→ TASK GOAL
Only the lines below from the one containing "impl From<std::io::Error> for" to the one containing "fn from(e: std::string::FromUtf8Error)" should be repeated, both included and unchanged.

→ RECORDS PROVIDED
______________________________

//! SMS body composition.

use std::borrow::Cow;

use super::Submission;

/// Longest message text relayed verbatim.
pub const MAX_MESSAGE_CHARS: usize = 240;

const ELLIPSIS: &str = "...";

/// Shorten `message` to at most [`MAX_MESSAGE_CHARS`] characters.
///
/// Longer text keeps its first 237 characters followed by `...`.
pub fn truncate_message(message: &str) -> Cow<'_, str> {
    if message.chars().count() <= MAX_MESSAGE_CHARS {
        return Cow::Borrowed(message);
    }

    let keep = MAX_MESSAGE_CHARS - ELLIPSIS.len();
    let mut truncated: String = message.chars().take(keep).collect();
    truncated.push_str(ELLIPSIS);
    Cow::Owned(truncated)
}

/// Build the text sent to the owner for one submission.
pub fn compose_sms(title: &str, submission: &Submission) -> String {
    let phone = if submission.phone.is_empty() {
        "N/A"
    } else {
        submission.phone.as_str()
    };

    let mut body = format!(
        "{}\nName: {}\nEmail: {}\nPhone: {}\nMessage: {}",
        title,
        submission.name,
        submission.email,
        phone,
        truncate_message(&submission.message),
    );

    if !submission.source.is_empty() {
        body.push_str("\nSource: ");
        body.push_str(&submission.source);
    }

    body
}
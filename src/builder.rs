//! Map builder.

use crate::config::MapConfig;
use crate::error::Result;
use crate::map::FlyMap;
use flymap_core::{CodecRegistry, Data};
use flymap_storage::Flyweight;
use std::marker::PhantomData;

/// Builder for [`FlyMap`].
///
/// # Example
///
/// ```ignore
/// use flymap::prelude::*;
///
/// let map = FlyMap::<IntValue, IntValue>::builder()
///     .segments(16)
///     .entry_size(8)
///     .create()?;
/// ```
pub struct FlyMapBuilder<K, V> {
    config: MapConfig,
    registry: CodecRegistry,
    _marker: PhantomData<fn() -> (K, V)>,
}

impl<K: Data, V: Flyweight> FlyMapBuilder<K, V> {
    /// Create a builder with default settings and the built-in codecs.
    pub fn new() -> Self {
        Self {
            config: MapConfig::default(),
            registry: CodecRegistry::with_builtins(),
            _marker: PhantomData,
        }
    }

    /// Replace the whole configuration.
    pub fn config(mut self, config: MapConfig) -> Self {
        self.config = config;
        self
    }

    /// Set the number of segments (a non-zero power of two).
    pub fn segments(mut self, segments: usize) -> Self {
        self.config.segments = segments;
        self
    }

    /// Set the expected key plus value size per entry.
    pub fn entry_size(mut self, bytes: usize) -> Self {
        self.config.entry_size = Some(bytes);
        self
    }

    /// Set the byte limit of each segment.
    pub fn max_segment_bytes(mut self, bytes: usize) -> Self {
        self.config.max_segment_bytes = bytes;
        self
    }

    /// Set the initial bucket directory size of each segment.
    pub fn initial_buckets(mut self, buckets: usize) -> Self {
        self.config.initial_buckets = buckets;
        self
    }

    /// Register a codec for a user type carrying a `Custom` tag.
    pub fn register<T: Data + 'static>(mut self) -> Self {
        self.registry.register::<T>();
        self
    }

    /// Use a prepared codec registry.
    pub fn registry(mut self, registry: CodecRegistry) -> Self {
        self.registry = registry;
        self
    }

    /// Validate the configuration, resolve codecs and create the map.
    ///
    /// # Errors
    ///
    /// [`Error::Config`](crate::Error::Config) for an invalid configuration
    /// or a key/value type without a usable codec.
    pub fn create(self) -> Result<FlyMap<K, V>> {
        FlyMap::create(self.config, &self.registry)
    }
}

impl<K: Data, V: Flyweight> Default for FlyMapBuilder<K, V> {
    fn default() -> Self {
        Self::new()
    }
}
//! Concurrency layer for flymap
//!
//! This crate turns segment locks into caller-facing scopes:
//! - Lifecycle / OpGuard: open/closed state and in-flight operation count
//! - ReadContext: shared lock held for the context's lifetime, read-only view
//! - WriteContext: exclusive lock, commit-then-unbind-then-release on drop

#![warn(missing_docs)]
#![warn(clippy::all)]

pub mod context;
pub mod lifecycle;

pub use context::{ReadContext, WriteContext};
pub use lifecycle::{Lifecycle, OpGuard};
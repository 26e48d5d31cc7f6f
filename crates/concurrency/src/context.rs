//! Scoped access contexts
//!
//! A context is the only way to hold a segment lock across caller code.
//! It borrows the caller's value instance for its whole lifetime and
//! releases the lock when it is dropped:
//!
//! ```text
//! ReadContext   shared lock   value bound read-only    Deref
//! WriteContext  exclusive     value bound for writing  Deref + DerefMut
//! ```
//!
//! On release a write context first commits the value (a no-op for Direct
//! values, whose writes already landed), then unbinds it, then drops the
//! lock. This runs on every exit path: normal scope end, an early `?`
//! return, or a panic unwinding through the scope. A commit that fails on
//! drop is logged and the lock is still released.

use crate::lifecycle::OpGuard;
use flymap_core::{KeyHash, Result};
use flymap_storage::{
    ExclusiveEntry, Flyweight, SegmentReadGuard, SegmentWriteGuard, SharedEntry,
};
use std::fmt;
use std::ops::{Deref, DerefMut};
use tracing::error;

/// Shared access to one entry, read-only for its whole lifetime
pub struct ReadContext<'a, V: Flyweight> {
    value: &'a mut V,
    entry: Option<SharedEntry>,
    segment: Option<SegmentReadGuard>,
    present: bool,
    _op: OpGuard<'a>,
}

impl<'a, V: Flyweight> ReadContext<'a, V> {
    /// Look `key` up under `guard` and bind `value` to it if present.
    ///
    /// When the key is absent the lock is still held until the context is
    /// dropped, and `value` is left untouched.
    pub fn bind(
        op: OpGuard<'a>,
        guard: SegmentReadGuard,
        key: &[u8],
        hash: KeyHash,
        value: &'a mut V,
    ) -> Result<Self> {
        match guard.find(key, hash) {
            None => Ok(Self {
                value,
                entry: None,
                segment: Some(guard),
                present: false,
                _op: op,
            }),
            Some(handle) => {
                let entry = value.bind_shared(SharedEntry::new(guard, handle))?;
                Ok(Self {
                    value,
                    entry,
                    segment: None,
                    present: true,
                    _op: op,
                })
            }
        }
    }

    /// True if the key was present when the context was opened
    pub fn present(&self) -> bool {
        self.present
    }

    /// The bound value
    pub fn get(&self) -> &V {
        self.value
    }

    /// Release the lock now
    pub fn close(self) {}
}

impl<V: Flyweight> Deref for ReadContext<'_, V> {
    type Target = V;

    fn deref(&self) -> &V {
        self.value
    }
}

impl<V: Flyweight> Drop for ReadContext<'_, V> {
    fn drop(&mut self) {
        self.value.unbind();
        self.entry = None;
        self.segment = None;
    }
}

impl<V: Flyweight> fmt::Debug for ReadContext<'_, V> {
    fn fmt(&self, f: &mut fmt::Formatter<'_>) -> fmt::Result {
        f.debug_struct("ReadContext")
            .field("present", &self.present)
            .field("mode", &self.value.mode())
            .finish()
    }
}

/// Exclusive access to one entry, created with the zero value if absent
pub struct WriteContext<'a, V: Flyweight> {
    value: &'a mut V,
    entry: Option<ExclusiveEntry>,
    finished: bool,
    _op: OpGuard<'a>,
}

impl<'a, V: Flyweight> WriteContext<'a, V> {
    /// Find or create the entry for `key` under `guard` and bind `value`.
    ///
    /// A new entry is initialised from `zero`. On error the lock is
    /// released before returning.
    pub fn bind(
        op: OpGuard<'a>,
        mut guard: SegmentWriteGuard,
        key: &[u8],
        hash: KeyHash,
        zero: &[u8],
        value: &'a mut V,
    ) -> Result<Self> {
        let handle = guard.acquire_or_create(key, hash, zero)?;
        let entry = value.bind_exclusive(ExclusiveEntry::new(guard, handle))?;
        Ok(Self {
            value,
            entry,
            finished: false,
            _op: op,
        })
    }

    /// The bound value
    pub fn get(&self) -> &V {
        self.value
    }

    /// The bound value, writable
    pub fn get_mut(&mut self) -> &mut V {
        self.value
    }

    /// Commit and release, reporting a failed commit.
    ///
    /// Dropping the context does the same but can only log the failure.
    pub fn close(mut self) -> Result<()> {
        self.finish()
    }

    fn finish(&mut self) -> Result<()> {
        if std::mem::replace(&mut self.finished, true) {
            return Ok(());
        }
        let result = match self.entry.as_mut() {
            Some(entry) => self.value.commit(entry),
            None => Ok(()),
        };
        self.value.unbind();
        self.entry = None;
        result
    }
}

impl<V: Flyweight> Deref for WriteContext<'_, V> {
    type Target = V;

    fn deref(&self) -> &V {
        self.value
    }
}

impl<V: Flyweight> DerefMut for WriteContext<'_, V> {
    fn deref_mut(&mut self) -> &mut V {
        self.value
    }
}

impl<V: Flyweight> Drop for WriteContext<'_, V> {
    fn drop(&mut self) {
        if let Err(e) = self.finish() {
            error!(error = %e, "write context commit failed on release");
        }
    }
}

impl<V: Flyweight> fmt::Debug for WriteContext<'_, V> {
    fn fmt(&self, f: &mut fmt::Formatter<'_>) -> fmt::Result {
        f.debug_struct("WriteContext")
            .field("finished", &self.finished)
            .field("mode", &self.value.mode())
            .finish()
    }
}
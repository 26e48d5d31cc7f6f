//! Error types for the flymap engine crates
//!
//! Every fallible engine operation returns [`Result<T>`]. The variants are
//! coarse on purpose: callers mostly need to tell "the map is closed" from
//! "this one operation ran out of memory" from "the stored bytes are bad".

use crate::types::TypeTag;
use thiserror::Error;

/// Engine error
#[derive(Debug, Error)]
pub enum Error {
    /// A segment region could not grow to satisfy an allocation.
    ///
    /// Fatal to the triggering operation only; the entry it was working on
    /// keeps its pre-operation content.
    #[error("out of memory: requested {requested} bytes, segment limit is {limit} bytes")]
    OutOfMemory {
        /// Bytes the allocator was asked for
        requested: usize,
        /// Configured byte limit of the region
        limit: usize,
    },

    /// Invalid map configuration (bad segment count, missing codec, ...)
    #[error("configuration error: {0}")]
    Config(String),

    /// No codec registered under the requested type tag
    #[error("no codec registered for {0}")]
    UnknownCodec(TypeTag),

    /// Stored bytes could not be decoded as the expected type
    #[error("codec error: {0}")]
    Codec(String),

    /// A bounded value was given more content than its layout holds
    #[error("capacity exceeded: {len} bytes does not fit in {capacity}")]
    Capacity {
        /// Encoded length that was attempted
        len: usize,
        /// Capacity of the layout
        capacity: usize,
    },

    /// The map has been closed
    #[error("map is closed")]
    Closed,

    /// The map cannot be closed while operations or contexts are active
    #[error("map is busy: {0} active operation(s)")]
    Busy(usize),
}

/// Result type for engine operations
pub type Result<T> = std::result::Result<T, Error>;

impl From<std::io::Error> for Error {
    // byteorder reports truncated input as an io::Error
    fn from(e: std::io::Error) -> Self {
        Error::Codec(e.to_string())
    }
}

impl From<std::string::FromUtf8Error> for Error {
    fn from(e: std::string::FromUtf8Error) -> Self {
        Error::Codec(format!("invalid utf-8: {}", e))
    }
}

impl From<std::str::Utf8Error> for Error {
    fn from(e: std::str::Utf8Error) -> Self {
        Error::Codec(format!("invalid utf-8: {}", e))
    }
}
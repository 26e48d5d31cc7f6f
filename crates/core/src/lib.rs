//! Core types for flymap
//!
//! This crate defines what every other flymap crate agrees on:
//! - [`Error`] / [`Result`]: engine error type
//! - [`TypeTag`], [`Layout`], [`ValueMode`]: type and layout descriptors
//! - [`Data`]: typed encode/decode contract for keys and values
//! - [`CodecRegistry`] / [`EntryCodec`]: type-erased codecs resolved per map

#![warn(missing_docs)]
#![warn(clippy::all)]

pub mod codec;
pub mod collections;
pub mod error;
pub mod hash;
pub mod registry;
pub mod types;

pub use codec::{Data, Numeric, Primitive, LEN_PREFIX, MAX_LEN};
pub use error::{Error, Result};
pub use hash::{hash_bytes, KeyHash};
pub use registry::{CodecRegistry, DataCodec, EntryCodec, FixedCodec, VariableCodec};
pub use types::{Layout, TypeTag, ValueMode};
//! Key hashing
//!
//! One 64-bit hash per key feeds two consumers: the high bits pick the
//! segment, the low bits pick the starting bucket inside that segment's
//! directory. Keeping the two ranges apart stops every key of a segment from
//! sharing the same low bits.

use rustc_hash::FxHasher;
use std::hash::Hasher;

/// Hash raw key bytes.
///
/// FxHash is fast but weak in the low bits for short inputs, so the result
/// goes through a 64-bit finalizer (murmur3 fmix64).
#[inline]
pub fn hash_bytes(bytes: &[u8]) -> u64 {
    let mut hasher = FxHasher::default();
    hasher.write(bytes);
    hasher.write_usize(bytes.len());
    fmix64(hasher.finish())
}

#[inline]
fn fmix64(mut h: u64) -> u64 {
    h ^= h >> 33;
    h = h.wrapping_mul(0xff51_afd7_ed55_8ccd);
    h ^= h >> 33;
    h = h.wrapping_mul(0xc4ce_b9fe_1a85_ec53);
    h ^= h >> 33;
    h
}

/// Hash of an encoded key
#[derive(Debug, Clone, Copy, PartialEq, Eq, Hash)]
pub struct KeyHash(u64);

impl KeyHash {
    /// Hash the encoded key bytes
    #[inline]
    pub fn of(key: &[u8]) -> Self {
        KeyHash(hash_bytes(key))
    }

    /// Wrap a precomputed hash
    pub fn from_raw(raw: u64) -> Self {
        KeyHash(raw)
    }

    /// Raw 64-bit value
    #[inline]
    pub fn raw(self) -> u64 {
        self.0
    }

    /// Segment index for a power-of-two `segments` count
    #[inline]
    pub fn segment(self, segments: usize) -> usize {
        debug_assert!(segments.is_power_of_two());
        ((self.0 >> 32) as usize) & (segments - 1)
    }

    /// Starting bucket for a power-of-two directory of `buckets` slots
    #[inline]
    pub fn bucket(self, buckets: usize) -> usize {
        debug_assert!(buckets.is_power_of_two());
        (self.0 as usize) & (buckets - 1)
    }
}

______________________________

→ EXERCISE RESPONSE
impl From<std::io::Error> for Error {
    // byteorder reports truncated input as an io::Error
    fn from(e: std::io::Error) -> Self {
        Error::Codec(e.to_string())
    }
}

impl From<std::string::FromUtf8Error> for Error {
    fn from(e: std::string::FromUtf8Error) -> Self {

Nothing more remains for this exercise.